Canned vegetables, fresh fruits, and frozen foods were the dominant
sources for traffic not only on the WWV, but on the Union Pacific as well,
whose sizeable frame stucco depot on its Walla Walla-Pendleton branch
survives as the town’s senior citizens center.
For a small town
(population 1950, 3,851; 1980, 5,415) Milton-Freewater was inordinately
blessed with a wild assortment of crossings at grade, wye tracks,
run-around spurs, street trackage, and shared industry tracks. While
operations in Walla Walla were done under a reciprocal switching
agreement, this wasn’t the case in Milton-Freewater, where Union Pacific
and WWV often served the same shippers using paired, shared, or separate
spurs. A good deal of interchange traffic was exchanged between the two
railroads.
WWV business was
concentrated in two areas: along the east-west Union Pacific line
“downtown”, where numerous cold storage and fruit shippers were located;
and “uptown,” at the very south end of the WWV, site of canneries and
grain elevators.
Walla Walla Valley entered
Milton-Freewater along the east shoulder of North Main street. At NE 10th
Street, WWV curved southeast off the North Main Street alignment to cut
through the corner of a school yard. Appropriately, the wye track there
was called the "School House Wye," its east and south legs sending. WWV either
south down Robbins Street (two blocks east of Main Street)

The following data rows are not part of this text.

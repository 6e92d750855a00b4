//! Point-in-time query and resolution types.

use chrono::NaiveDate;
use serde::{Deserialize, Serialize};

use super::interval::Interval;

/// A single "what was true at time T?" question.
///
/// Carries nothing beyond the entity and the reference date — any other
/// information would be a leakage vector.
#[derive(Debug, Clone, PartialEq, Eq, Serialize, Deserialize)]
pub struct QueryPoint {
    pub entity_id: String,
    pub as_of: NaiveDate,
}

impl QueryPoint {
    pub fn new(entity_id: impl Into<String>, as_of: NaiveDate) -> Self {
        Self {
            entity_id: entity_id.into(),
            as_of,
        }
    }
}

/// How the resolver treats a query date that falls after the most recent
/// interval's end.
#[derive(Debug, Clone, Copy, PartialEq, Eq, Serialize, Deserialize)]
#[serde(rename_all = "snake_case")]
pub enum GapPolicy {
    /// A gap voids resolution: the entity's state is unknown.
    Strict,
    /// Return the last known interval with the gap size, up to the
    /// configured tolerance. Recovers records the log closed a few days
    /// before the real-world successor was recorded.
    GapTolerant,
}

/// The state of an entity as of a query date.
///
/// `Unknown` is a valid value, not an error — downstream consumers must
/// distinguish "no data" from any concrete answer.
#[derive(Debug, Clone, PartialEq, Serialize, Deserialize)]
#[serde(tag = "status", rename_all = "snake_case")]
pub enum Resolution {
    /// An interval covers the query date.
    Active { interval: Interval },
    /// The most recent interval ended before the query date and no newer
    /// interval had started. Only produced under `GapPolicy::GapTolerant`.
    Gapped { last_known: Interval, gap_days: u32 },
    /// No interval with `start_date <= as_of` exists.
    Unknown,
}

impl Resolution {
    pub fn is_active(&self) -> bool {
        matches!(self, Resolution::Active { .. })
    }

    pub fn is_unknown(&self) -> bool {
        matches!(self, Resolution::Unknown)
    }

    /// The interval backing this resolution, if any.
    pub fn interval(&self) -> Option<&Interval> {
        match self {
            Resolution::Active { interval } => Some(interval),
            Resolution::Gapped { last_known, .. } => Some(last_known),
            Resolution::Unknown => None,
        }
    }

    /// Counterparty of the backing interval (e.g. the firm an advisor is
    /// tied to as of the query date), if resolved.
    pub fn counterparty(&self) -> Option<&str> {
        self.interval()?.counterparty_id.as_deref()
    }
}
pub mod interval;
pub mod resolution;
pub mod snapshot;
pub mod split;

pub use interval::{
    Entity, EntityKind, Interval, IntervalFact, IntervalKind, IntervalPayload,
};
pub use resolution::{GapPolicy, QueryPoint, Resolution};
pub use snapshot::{Completeness, Snapshot, TransitionCounts, WindowAggregate, WindowSpec};
pub use split::{
    ExclusionReason, LabeledRecord, SplitBoundary, SplitFinding, SplitInput, SplitLabel,
    SplitReport, SplitSeverity, SplitVolume,
};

or east for a block on NE 9th Street, curving southward onto North
Russell Street for two blocks to serve a grain elevator/feed mill complex.
Originally known as the Peacock Mill, by 1948 it was named Preston-Shaffer
Milling, and later, Western Milling. The mill no longer stands. Just to
the west are concrete grain silos, by the mid-1960s operated by the
Pendleton Grain Growers (PGG) co-operative. WWV and Union Pacific once
interchanged on this trackage, but in later years, interchange was done
west of the WWV depot near the fruit houses. The south end of this
trackage joined the Union Pacific between NE 5th and 4th
street, curving between coal sheds which still stand.
The wye was used daily by
the WWV crew to turn their power before switching in town. For whatever
reason—visibility for the engineer, safety at grade crossings, etc—WWV
crews insisted on running as much as possible with the locomotive pointing
long-hood forward. The wye was also a convenient place to leave the rest
of the train while the crew ran into town to spot the packing sheds and
other industries downtown. Evidence suggests loading pipes to the
southeast leg of the wye from a nearby Shell Oil bulk dealer.

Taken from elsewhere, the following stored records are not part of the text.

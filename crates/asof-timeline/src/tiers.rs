//! Tier rules — business scoring bands as data, not branches.
//!
//! The tier cascade is revised far more often than the reconstruction
//! logic, so it ships as a deserializable, priority-ordered rule list
//! evaluated against finished snapshots. First matching rule wins.
//! Incomplete snapshots never receive a tier: "no data" must stay
//! distinct from any band, including the neutral one.

use serde::{Deserialize, Serialize};

use asof_core::models::Snapshot;

/// One predicate+label rule over a snapshot's window aggregate.
#[derive(Debug, Clone, Serialize, Deserialize)]
pub struct TierRule {
    /// Tier label assigned on match (e.g. `"heavy_bleeding"`).
    pub tier: String,

    /// Higher priority is evaluated first.
    #[serde(default)]
    pub priority: i32,

    /// Name of the window aggregate the net-change bounds apply to.
    pub window: String,

    /// Inclusive lower bound on net change (arrivals − departures).
    #[serde(default)]
    pub min_net_change: Option<i64>,

    /// Inclusive upper bound on net change.
    #[serde(default)]
    pub max_net_change: Option<i64>,

    /// When set, the snapshot's resolution must be `Active` (a gapped
    /// last-known record does not qualify).
    #[serde(default)]
    pub require_active: bool,
}

impl TierRule {
    fn matches(&self, snapshot: &Snapshot) -> bool {
        if self.require_active && !snapshot.resolution.is_active() {
            return false;
        }
        let Some(aggregate) = snapshot.aggregate(&self.window) else {
            return false;
        };
        let net = aggregate.counts.net_change();
        self.min_net_change.map_or(true, |min| net >= min)
            && self.max_net_change.map_or(true, |max| net <= max)
    }
}

/// A priority-ordered tier cascade.
#[derive(Debug, Clone, Serialize, Deserialize)]
pub struct TierBook {
    rules: Vec<TierRule>,
}

impl TierBook {
    /// Build a cascade from rules, sorted by descending priority.
    pub fn from_rules(mut rules: Vec<TierRule>) -> Self {
        rules.sort_by(|a, b| b.priority.cmp(&a.priority));
        Self { rules }
    }

    /// Load a cascade from a JSON rule list.
    pub fn from_json(json: &str) -> Result<Self, serde_json::Error> {
        let rules: Vec<TierRule> = serde_json::from_str(json)?;
        Ok(Self::from_rules(rules))
    }

    /// The firm-stability bands the source system settled on: net roster
    /// change over the trailing year, from heavy bleeding to growing.
    pub fn firm_stability(window: &str) -> Self {
        let band = |tier: &str, priority, min, max| TierRule {
            tier: tier.to_string(),
            priority,
            window: window.to_string(),
            min_net_change: min,
            max_net_change: max,
            require_active: false,
        };
        Self::from_rules(vec![
            band("heavy_bleeding", 40, None, Some(-10)),
            band("light_bleeding", 30, Some(-9), Some(-1)),
            band("stable", 20, Some(0), Some(0)),
            band("growing", 10, Some(1), None),
        ])
    }

    /// Evaluate the cascade. `None` for incomplete snapshots or when no
    /// rule matches.
    pub fn evaluate(&self, snapshot: &Snapshot) -> Option<&str> {
        if !snapshot.is_complete() {
            return None;
        }
        self.rules
            .iter()
            .find(|rule| rule.matches(snapshot))
            .map(|rule| rule.tier.as_str())
    }

    pub fn rule_count(&self) -> usize {
        self.rules.len()
    }
}

#[cfg(test)]
mod tests {
    use super::*;
    use asof_core::models::{
        Completeness, Interval, IntervalPayload, Resolution, TransitionCounts,
        WindowAggregate,
    };
    use chrono::NaiveDate;

    fn snapshot_with_net(net: i64) -> Snapshot {
        let as_of: NaiveDate = "2024-06-01".parse().unwrap();
        let interval = Interval {
            entity_id: "A1".to_string(),
            start_date: "2024-01-01".parse().unwrap(),
            end_date: None,
            counterparty_id: Some("F1".to_string()),
            payload: IntervalPayload::Employment {
                title: None,
                branch_state: None,
            },
        };
        let (arrivals, departures) = if net >= 0 {
            (net as u32, 0)
        } else {
            (0, (-net) as u32)
        };
        Snapshot::new(
            "A1",
            as_of,
            Resolution::Active { interval },
            Completeness::Complete,
            vec![WindowAggregate {
                name: "roster_12m".to_string(),
                counterparty_id: "F1".to_string(),
                window_days: 365,
                window_end: as_of,
                counts: TransitionCounts {
                    arrivals,
                    departures,
                },
            }],
        )
    }

    #[test]
    fn stability_bands_cover_the_number_line() {
        let book = TierBook::firm_stability("roster_12m");
        assert_eq!(book.evaluate(&snapshot_with_net(-25)), Some("heavy_bleeding"));
        assert_eq!(book.evaluate(&snapshot_with_net(-10)), Some("heavy_bleeding"));
        assert_eq!(book.evaluate(&snapshot_with_net(-3)), Some("light_bleeding"));
        assert_eq!(book.evaluate(&snapshot_with_net(0)), Some("stable"));
        assert_eq!(book.evaluate(&snapshot_with_net(12)), Some("growing"));
    }

    #[test]
    fn incomplete_snapshot_gets_no_tier() {
        let book = TierBook::firm_stability("roster_12m");
        let snap = Snapshot::new(
            "A1",
            "2024-06-01".parse::<NaiveDate>().unwrap(),
            Resolution::Unknown,
            Completeness::Incomplete,
            vec![],
        );
        assert_eq!(book.evaluate(&snap), None);
    }

    #[test]
    fn rules_round_trip_through_json() {
        let json = r#"[
            {"tier": "hot", "priority": 5, "window": "roster_12m", "max_net_change": -20},
            {"tier": "cold", "window": "roster_12m"}
        ]"#;
        let book = TierBook::from_json(json).unwrap();
        assert_eq!(book.rule_count(), 2);
        assert_eq!(book.evaluate(&snapshot_with_net(-30)), Some("hot"));
        assert_eq!(book.evaluate(&snapshot_with_net(4)), Some("cold"));
    }
}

WWV ran down the center of
residential Robbins Street for three blocks to reach the Freewater
depot (MP 12.72), now a private residence. Originally two structures,
a small freight house (16’ X 18’) and a larger depot/agents
quarters/electric substation (32.5’ X 46.5’), they were later joined into
one L-shaped building. Just outside the depot, imbedded in Robbins street,
was the switch leading west to the jumble of warehouses and cold-storage
facilities squeezed between Fourth Avenue and Union Pacific’s alignment.

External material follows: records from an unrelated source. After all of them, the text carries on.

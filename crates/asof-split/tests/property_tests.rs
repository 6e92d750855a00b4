//! Property tests for label partitioning and quarantine enforcement.

use chrono::{Duration, NaiveDate};
use proptest::prelude::*;

use asof_core::config::SplitConfig;
use asof_core::models::{SplitBoundary, SplitInput, SplitLabel};
use asof_split::{classify, label_for};

fn base_date() -> NaiveDate {
    NaiveDate::from_ymd_opt(2024, 1, 1).expect("valid literal date")
}

fn arb_boundary() -> impl Strategy<Value = SplitBoundary> {
    // train_start <= train_end < test_start <= test_end, gap of at least 1.
    (0i64..100, 1i64..400, 1i64..120, 1i64..200).prop_map(
        |(start_off, train_len, gap, test_len)| {
            let train_start = base_date() + Duration::days(start_off);
            let train_end = train_start + Duration::days(train_len);
            let test_start = train_end + Duration::days(gap + 1);
            SplitBoundary {
                train_start,
                train_end,
                test_start,
                test_end: test_start + Duration::days(test_len),
            }
        },
    )
}

fn arb_records() -> impl Strategy<Value = Vec<SplitInput>> {
    prop::collection::vec(
        (0i64..900, prop::option::of(any::<bool>())).prop_map(|(off, outcome)| SplitInput {
            record_id: format!("r{off}"),
            timestamp: base_date() + Duration::days(off),
            outcome,
        }),
        0..60,
    )
}

proptest! {
    // Every timestamp gets exactly one label, and the report volumes sum
    // to the input size.
    #[test]
    fn prop_labels_partition_the_input(
        boundary in arb_boundary(),
        records in arb_records(),
    ) {
        let config = SplitConfig {
            boundary,
            minimum_gap_days: 0,
            strict_gap: true,
            max_rate_drift: 0.30,
        };
        let run = classify(&records, &config).expect("generated boundaries are valid");

        prop_assert_eq!(run.records.len(), records.len());
        prop_assert_eq!(run.report.total_records(), records.len());
        prop_assert_eq!(
            run.report.excluded.records,
            run.report.excluded_before_window
                + run.report.excluded_after_window
                + run.report.excluded_right_censored
        );
    }

    // No timestamp inside the quarantine zone ever trains or tests.
    #[test]
    fn prop_quarantine_zone_never_trains_or_tests(
        boundary in arb_boundary(),
        offset in 0i64..1000,
    ) {
        let timestamp = base_date() + Duration::days(offset);
        let label = label_for(timestamp, &boundary);

        if timestamp > boundary.train_end && timestamp < boundary.test_start {
            prop_assert_eq!(label, SplitLabel::Gap);
        } else {
            prop_assert_ne!(label, SplitLabel::Gap);
        }
    }

    // A record without a matured outcome never lands in train or test.
    #[test]
    fn prop_unmatured_outcomes_never_train_or_test(
        boundary in arb_boundary(),
        offsets in prop::collection::vec(0i64..900, 1..40),
    ) {
        let records: Vec<SplitInput> = offsets
            .iter()
            .enumerate()
            .map(|(i, &off)| SplitInput {
                record_id: format!("r{i}"),
                timestamp: base_date() + Duration::days(off),
                outcome: None,
            })
            .collect();
        let config = SplitConfig {
            boundary,
            minimum_gap_days: 0,
            strict_gap: true,
            max_rate_drift: 0.30,
        };
        let run = classify(&records, &config).expect("generated boundaries are valid");

        for labeled in &run.records {
            prop_assert_ne!(labeled.label, SplitLabel::Train);
            prop_assert_ne!(labeled.label, SplitLabel::Test);
        }
        prop_assert_eq!(run.report.train.records, 0);
        prop_assert_eq!(run.report.test.records, 0);
    }
}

Just to the east of the depot was a short spur to a loading dock on the
west side of the wooden Valley Feed mill (also known as Milton
Elevator No. 2, and way back when the Walla Walla Fruit Growers
Association Warehouse). UP served the mill with a spur of its own, on the
structure’s south side. The mill has been dismantled. The spur was removed
between 1972 and 1976.
West of the depot, the WWV
lead to the packing district—for a while its branch to Umapine--
curved across NW 4th Ave. in a lazy arc. This area was—and
still is—a jumble of a number of cold storage and packing facilities. The
WWV served the district with three parallel tracks, one of which was
jointly operated by Union Pacific. From the depot, the WWV passed—but did
not serve—the two-story North West Dehydrator Company (also identified on
Sanborn maps as “Vinegar and Fruit Drying”). Parallel to 4th
Avenue, the three tracks served loading docks at Milton Ice and Cold
Storage, Smith Frozen Foods of Oregon (also referred to as the
“Shields Fruit Warehouse”) and Mojonnier & Sons Fruit Warehouse. In
the 1960s, Mojonnier opened a new cold storage facility on the west edge
of town near N 6th Ave.and Lamb Street, jointly served by UP
and WWV. The old Mojonnier packing house is now operated by E. Brown and
Sons. Across the street from Milton Ice, on the north side of NW 4th
Ave., was a WWV team track, originally with a timber loading dock. In
1961, this track was realigned and a new 128’ X 29’ concrete loading
ramp was constructed.
Immediately south of the
depot, WWV crossed Union Pacific at an unprotected grade crossing. In the
southwest quadrant of the crossing, a short northward-facing spur once
served the F.G. Lamb Co. cold storage and fruit warehouse, also
served by a UP spur on the building’s south side. On the southeast
quadrant of the crossing a spur served a bulk oil depot owned by
Standard Oil, still in service in 2002. Just to the east of Standard
Oil was the Stadelman’s Fruit warehouse, served by two east-west
oriented UP spurs on its north side and by a single WWV spur on its west.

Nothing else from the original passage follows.